Adoption of the initiation states of pol δ holoenzymes tethers the engaged PCNA closer to the 5′ end of primer strands. (A) Schematic representation of the FRET pair and experiment to monitor interactions of loaded PCNA with P/T junctions during formation of pol δ holoenzymes and initiation of DNA synthesis (B) FRET data for experiments performed with dGTP. Each E_FRET trace is the mean of at least three independent traces with the S.E.M. shown in grey. The times at which the RFC•ATP complexes and Pol δ (+ dGTP) are added are indicated by red arrows.
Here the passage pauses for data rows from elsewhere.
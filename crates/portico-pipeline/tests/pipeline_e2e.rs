//! End-to-end pipeline integration tests.
//!
//! These tests verify the chain contract across step kinds and both
//! execution strategies: registration-order execution, wrap ordering
//! around `next`, guard adaptation, interceptor adaptation, and the
//! error escape path.

use std::sync::atomic::{AtomicUsize, Ordering};
use std::sync::{Arc, Mutex};

use bytes::Bytes;
use http::{HeaderMap, Method, StatusCode};
use portico_core::{HttpError, HttpResult, RequestContext, ResponseWriter, UserClaims};
use portico_pipeline::{
    BoxFuture, ChainStrategy, DefaultErrorHandler, ErrorHandler, FnGuard, FnInterceptor,
    FnMiddleware, GuardOutcome, Next, Pipeline, PipelineStep, PredicateGuard, Terminal,
};

type Log = Arc<Mutex<Vec<String>>>;

/// A middleware that records entries before and after its `next` call.
fn wrapping_step(tag: &'static str, log: Log) -> PipelineStep {
    PipelineStep::middleware(FnMiddleware::new(
        tag,
        move |req: &mut RequestContext, res: &mut ResponseWriter, next: Next<'_>| {
            let log = Arc::clone(&log);
            Box::pin(async move {
                log.lock().unwrap().push(format!("before:{tag}"));
                let result = next.run(req, res).await;
                log.lock().unwrap().push(format!("after:{tag}"));
                result
            }) as BoxFuture<'_, HttpResult<()>>
        },
    ))
}

fn ok_terminal(log: Log) -> Box<Terminal> {
    Box::new(move |_req, res| {
        let log = Arc::clone(&log);
        Box::pin(async move {
            log.lock().unwrap().push("handler".to_string());
            res.status(StatusCode::OK).text("handled");
            res.send().await
        })
    })
}

fn request(method: Method, uri: &str) -> RequestContext {
    RequestContext::mock(method, uri)
}

fn request_with_header(uri: &str, name: &str, value: &str) -> RequestContext {
    let mut headers = HeaderMap::new();
    headers.insert(
        http::header::HeaderName::from_bytes(name.as_bytes()).unwrap(),
        value.parse().unwrap(),
    );
    RequestContext::from_parts(Method::GET, uri.parse().unwrap(), headers, Bytes::new()).unwrap()
}

/// An error handler that counts invocations, for spy-based assertions.
#[derive(Clone, Default)]
struct SpyErrorHandler {
    calls: Arc<AtomicUsize>,
}

impl ErrorHandler for SpyErrorHandler {
    fn handle<'a>(
        &'a self,
        _req: &'a RequestContext,
        res: &'a mut ResponseWriter,
        error: HttpError,
    ) -> BoxFuture<'a, ()> {
        self.calls.fetch_add(1, Ordering::SeqCst);
        Box::pin(async move {
            res.status(error.status_code()).json(&error.to_envelope()).ok();
        })
    }
}

// ============================================================================
// Ordering
// ============================================================================

#[tokio::test]
async fn test_before_and_after_ordering() {
    for strategy in [ChainStrategy::Recursive, ChainStrategy::Iterative] {
        let log: Log = Arc::default();
        let pipeline = Pipeline::new(strategy)
            .with_step(wrapping_step("1", Arc::clone(&log)))
            .with_step(wrapping_step("2", Arc::clone(&log)))
            .with_step(wrapping_step("3", Arc::clone(&log)));

        let terminal = ok_terminal(Arc::clone(&log));
        let mut req = request(Method::GET, "/");
        let mut res = ResponseWriter::new();
        pipeline
            .run(&mut req, &mut res, terminal.as_ref())
            .await
            .unwrap();

        let entries = log.lock().unwrap().clone();
        assert_eq!(
            entries,
            vec![
                "before:1", "before:2", "before:3", "handler", "after:3", "after:2", "after:1",
            ],
            "wrap order must hold under {strategy:?}"
        );
    }
}

#[tokio::test]
async fn test_strategies_produce_identical_results() {
    // Run the same chain under both strategies and compare the logs
    // and the final responses.
    let mut outputs = Vec::new();

    for strategy in [ChainStrategy::Recursive, ChainStrategy::Iterative] {
        let log: Log = Arc::default();
        let pipeline = Pipeline::new(strategy)
            .with_step(wrapping_step("outer", Arc::clone(&log)))
            .with_step(PipelineStep::guard(PredicateGuard::new("open", |_: &RequestContext| true)))
            .with_step(wrapping_step("inner", Arc::clone(&log)));

        let terminal = ok_terminal(Arc::clone(&log));
        let mut req = request(Method::GET, "/compare");
        let mut res = ResponseWriter::new();
        pipeline
            .run(&mut req, &mut res, terminal.as_ref())
            .await
            .unwrap();

        let response = res.into_response();
        let status = response.status();
        let body = http_body_util::BodyExt::collect(response.into_body())
            .await
            .unwrap()
            .to_bytes();

        outputs.push((log.lock().unwrap().clone(), status, body));
    }

    assert_eq!(outputs[0], outputs[1]);
}

#[tokio::test]
async fn test_guards_and_interceptors_run_at_declared_position() {
    let log: Log = Arc::default();

    let observer = {
        let log = Arc::clone(&log);
        PipelineStep::interceptor(FnInterceptor::new(
            "observer",
            move |_req: &mut RequestContext| {
                let log = Arc::clone(&log);
                Box::pin(async move {
                    log.lock().unwrap().push("interceptor".to_string());
                    Ok(())
                }) as BoxFuture<'_, HttpResult<()>>
            },
        ))
    };

    let gate = {
        let log = Arc::clone(&log);
        PipelineStep::guard(FnGuard::new("gate", move |_req: &RequestContext| {
            let log = Arc::clone(&log);
            Box::pin(async move {
                log.lock().unwrap().push("guard".to_string());
                Ok(GuardOutcome::Allow)
            }) as BoxFuture<'_, HttpResult<GuardOutcome>>
        }))
    };

    let pipeline = Pipeline::new(ChainStrategy::Recursive)
        .with_step(wrapping_step("mw", Arc::clone(&log)))
        .with_step(observer)
        .with_step(gate);

    let terminal = ok_terminal(Arc::clone(&log));
    let mut req = request(Method::GET, "/");
    let mut res = ResponseWriter::new();
    pipeline
        .run(&mut req, &mut res, terminal.as_ref())
        .await
        .unwrap();

    assert_eq!(
        log.lock().unwrap().clone(),
        vec!["before:mw", "interceptor", "guard", "handler", "after:mw"]
    );
}

// ============================================================================
// Guards
// ============================================================================

#[tokio::test]
async fn test_api_key_guard_denies_without_header() {
    let pipeline = Pipeline::default().with_guard(PredicateGuard::new("api-key", |req: &RequestContext| {
        req.header("x-api-key") == Some("secret")
    }));

    let handler_calls = Arc::new(AtomicUsize::new(0));
    let terminal: Box<Terminal> = {
        let handler_calls = Arc::clone(&handler_calls);
        Box::new(move |_req, res| {
            let handler_calls = Arc::clone(&handler_calls);
            Box::pin(async move {
                handler_calls.fetch_add(1, Ordering::SeqCst);
                res.status(StatusCode::OK).text("ok");
                Ok(())
            })
        })
    };

    // Without the header: 401, handler never invoked.
    let mut req = request(Method::GET, "/guarded");
    let mut res = ResponseWriter::new();
    pipeline
        .run(&mut req, &mut res, terminal.as_ref())
        .await
        .unwrap();
    assert_eq!(res.status_code(), Some(StatusCode::UNAUTHORIZED));
    assert_eq!(handler_calls.load(Ordering::SeqCst), 0);

    // With the header: 200.
    let mut req = request_with_header("/guarded", "x-api-key", "secret");
    let mut res = ResponseWriter::new();
    pipeline
        .run(&mut req, &mut res, terminal.as_ref())
        .await
        .unwrap();
    assert_eq!(res.status_code(), Some(StatusCode::OK));
    assert_eq!(handler_calls.load(Ordering::SeqCst), 1);
}

#[tokio::test]
async fn test_role_guard_reads_interceptor_claims() {
    // An auth interceptor populates claims from a header; a role
    // guard declared after it decides on those claims.
    let auth = FnInterceptor::new("auth", |req: &mut RequestContext| {
        Box::pin(async move {
            if let Some(subject) = req.header("x-user") {
                let claims = UserClaims::new(subject.to_string())
                    .with_claim("roles", serde_json::json!(["admin"]));
                req.set_user(claims);
            }
            Ok(())
        }) as BoxFuture<'_, HttpResult<()>>
    });

    let admin_only = FnGuard::new("admin", |req: &RequestContext| {
        let outcome = GuardOutcome::allowed(req.user().is_some_and(|u| u.has_role("admin")));
        Box::pin(async move { Ok(outcome) }) as BoxFuture<'_, HttpResult<GuardOutcome>>
    });

    let pipeline = Pipeline::default()
        .with_interceptor(auth)
        .with_guard(admin_only);

    let log: Log = Arc::default();
    let terminal = ok_terminal(Arc::clone(&log));

    let mut req = request_with_header("/admin", "x-user", "alice");
    let mut res = ResponseWriter::new();
    pipeline
        .run(&mut req, &mut res, terminal.as_ref())
        .await
        .unwrap();
    assert_eq!(res.status_code(), Some(StatusCode::OK));

    let mut req = request(Method::GET, "/admin");
    let mut res = ResponseWriter::new();
    pipeline
        .run(&mut req, &mut res, terminal.as_ref())
        .await
        .unwrap();
    assert_eq!(res.status_code(), Some(StatusCode::UNAUTHORIZED));
}

// ============================================================================
// Interceptors
// ============================================================================

#[tokio::test]
async fn test_interceptor_cannot_prevent_handler() {
    // Whatever the interceptor observes, the handler runs exactly once.
    let handler_calls = Arc::new(AtomicUsize::new(0));
    let pipeline = Pipeline::default().with_interceptor(FnInterceptor::new(
        "noop",
        |_req: &mut RequestContext| {
            Box::pin(async move { Ok(()) }) as BoxFuture<'_, HttpResult<()>>
        },
    ));

    let terminal: Box<Terminal> = {
        let handler_calls = Arc::clone(&handler_calls);
        Box::new(move |_req, res| {
            let handler_calls = Arc::clone(&handler_calls);
            Box::pin(async move {
                handler_calls.fetch_add(1, Ordering::SeqCst);
                res.status(StatusCode::OK);
                Ok(())
            })
        })
    };

    let mut req = request(Method::GET, "/");
    let mut res = ResponseWriter::new();
    pipeline
        .run(&mut req, &mut res, terminal.as_ref())
        .await
        .unwrap();

    assert_eq!(handler_calls.load(Ordering::SeqCst), 1);
}

// ============================================================================
// Error escape path
// ============================================================================

#[tokio::test]
async fn test_status_error_recovered_into_envelope() {
    let pipeline = Pipeline::default();
    let terminal: Box<Terminal> = Box::new(|_req, _res| {
        Box::pin(async move {
            Err(HttpError::status(
                StatusCode::BAD_REQUEST,
                "quantity must be positive",
            ))
        })
    });

    let mut req = request(Method::POST, "/orders");
    let mut res = ResponseWriter::new();
    pipeline
        .run_with_handler(&mut req, &mut res, terminal.as_ref(), &DefaultErrorHandler)
        .await;

    assert_eq!(res.status_code(), Some(StatusCode::BAD_REQUEST));
    let response = res.into_response();
    let bytes = http_body_util::BodyExt::collect(response.into_body())
        .await
        .unwrap()
        .to_bytes();
    let json: serde_json::Value = serde_json::from_slice(&bytes).unwrap();
    assert_eq!(json["status"], 400);
    assert_eq!(json["message"], "quantity must be positive");
}

#[tokio::test]
async fn test_unexpected_error_becomes_500() {
    let pipeline = Pipeline::default();
    let terminal: Box<Terminal> = Box::new(|_req, _res| {
        Box::pin(async move { Err(HttpError::internal("secret detail")) })
    });

    let mut req = request(Method::GET, "/");
    let mut res = ResponseWriter::new();
    pipeline
        .run_with_handler(&mut req, &mut res, terminal.as_ref(), &DefaultErrorHandler)
        .await;

    assert_eq!(res.status_code(), Some(StatusCode::INTERNAL_SERVER_ERROR));
    let response = res.into_response();
    let bytes = http_body_util::BodyExt::collect(response.into_body())
        .await
        .unwrap()
        .to_bytes();
    assert!(!String::from_utf8_lossy(&bytes).contains("secret detail"));
}

#[tokio::test]
async fn test_middleware_error_skips_downstream_and_reaches_handler_once() {
    let spy = SpyErrorHandler::default();
    let handler_calls = Arc::new(AtomicUsize::new(0));

    let pipeline = Pipeline::default().with_middleware(FnMiddleware::new(
        "failing",
        |_req: &mut RequestContext, _res: &mut ResponseWriter, _next: Next<'_>| {
            Box::pin(async move { Err(HttpError::conflict("already exists")) })
                as BoxFuture<'_, HttpResult<()>>
        },
    ));

    let terminal: Box<Terminal> = {
        let handler_calls = Arc::clone(&handler_calls);
        Box::new(move |_req, res| {
            let handler_calls = Arc::clone(&handler_calls);
            Box::pin(async move {
                handler_calls.fetch_add(1, Ordering::SeqCst);
                res.status(StatusCode::OK);
                Ok(())
            })
        })
    };

    let mut req = request(Method::POST, "/items");
    let mut res = ResponseWriter::new();
    pipeline
        .run_with_handler(&mut req, &mut res, terminal.as_ref(), &spy)
        .await;

    assert_eq!(handler_calls.load(Ordering::SeqCst), 0);
    assert_eq!(spy.calls.load(Ordering::SeqCst), 1);
    assert_eq!(res.status_code(), Some(StatusCode::CONFLICT));
}

#[tokio::test]
async fn test_guard_denial_is_not_an_error() {
    // Guard denials write the response directly; the error handler
    // must never observe them.
    let spy = SpyErrorHandler::default();
    let pipeline = Pipeline::default().with_guard(PredicateGuard::new("closed", |_: &RequestContext| false));

    let log: Log = Arc::default();
    let terminal = ok_terminal(Arc::clone(&log));

    let mut req = request(Method::GET, "/");
    let mut res = ResponseWriter::new();
    pipeline
        .run_with_handler(&mut req, &mut res, terminal.as_ref(), &spy)
        .await;

    assert_eq!(spy.calls.load(Ordering::SeqCst), 0);
    assert_eq!(res.status_code(), Some(StatusCode::UNAUTHORIZED));
}

// ============================================================================
// Send-once invariant
// ============================================================================

#[tokio::test]
async fn test_double_send_fails_deterministically() {
    let pipeline = Pipeline::default();
    let terminal: Box<Terminal> = Box::new(|_req, res| {
        Box::pin(async move {
            res.status(StatusCode::OK).text("first");
            res.send().await?;
            // The second send must fail, and the failure escapes.
            res.send().await
        })
    });

    let mut req = request(Method::GET, "/");
    let mut res = ResponseWriter::new();
    let err = pipeline
        .run(&mut req, &mut res, terminal.as_ref())
        .await
        .unwrap_err();

    assert!(matches!(err, HttpError::ResponseAlreadySent));
    // The first response is intact.
    assert_eq!(res.status_code(), Some(StatusCode::OK));
}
The E_FRET trace observed prior to the addition of RFC•ATP complexes is fit to a dashed flat line that is extrapolated to the axis limits to depict the average E_FRET value for no interaction between Cy5-PCNA and the 5′ddPCy3/T•RPA complexes. The E_FRET trace observed after the addition of RFC•ATP complexes is fit to a dashed double exponential rise that is extrapolated to the axis limits to depict the average E_FRET value for complete loading of Cy5-PCNA onto the 5′ddPCy3/T•RPA•Cy5-PCNA complexes. The E_FRET traces observed after the addition of Pol δ (+ dGTP) is fit to a double exponential rise and the % FRET is depicted in red. (C) Characterization of the observed % FRET change. FRET experiments were repeated in the presence/absence of a dNTP (either dGTP or dCTP) and with varying concentrations of Pol δ (0–100 nM heterotetramer) and the % FRET change observed upon the ultimate addition was measured. Each column is the mean of at least three independent replicates with the S.E.M. shown in black.

Figure 7.

RPA remains engaged with P/T junctions throughout formation of the resident pol δ holoenzymes and initiation of DNA synthesis. (A) Schematic representation of the FRET pair and experiment to monitor interactions of RPA-OBA with P/T junctions during formation of pol δ holoenzymes and initiation of DNA synthesis. (B, C) FRET data. Each E_FRET trace is the mean of at least three independent traces with the S.E.M. shown in grey. The times at which the Pol δ (±dGTP) and poly(dT)₇₀ are added are indicated by red arrows. The E_FRET trace observed prior to the addition of the Pol δ (±dGTP) is fit to a dashed flat line that is extrapolated to the axis limits to depict the average E_FRET value for the interaction between RPA-OBA-Cy5 and ddP/5′TCy3. The predicted E_FRET trace (pink) for no interaction between RPA-OBA-Cy5 and the ddP/5′TCy3 DNA is fit to a flat line that is extrapolated to the axis limits. The E_FRET trace observed after the addition of the poly(dT)₇₀ is fit to a double exponential decline. Shown in panels B and C are the results for experiments carried out in the absence and presence of dGTP, respectively.

Figure 8.

Stepwise assembly of the human Pol δ holoenzyme and initiation of DNA synthesis. (A) PCNA loading. 1) Binding and activation of a loading complex at a P/T junction. 2) Hydrolysis of ATP by RFC (within activated loading complex). 3) Release of RFC•ADP into solution. (B) Initiation of DNA synthesis. 1) Formation of a pol δ holoenzyme. 2) Initiation of DNA synthesis. 3A) Processive dNTP incorporation. 3B) Dissociation of pol δ following initial dNTP incorporation.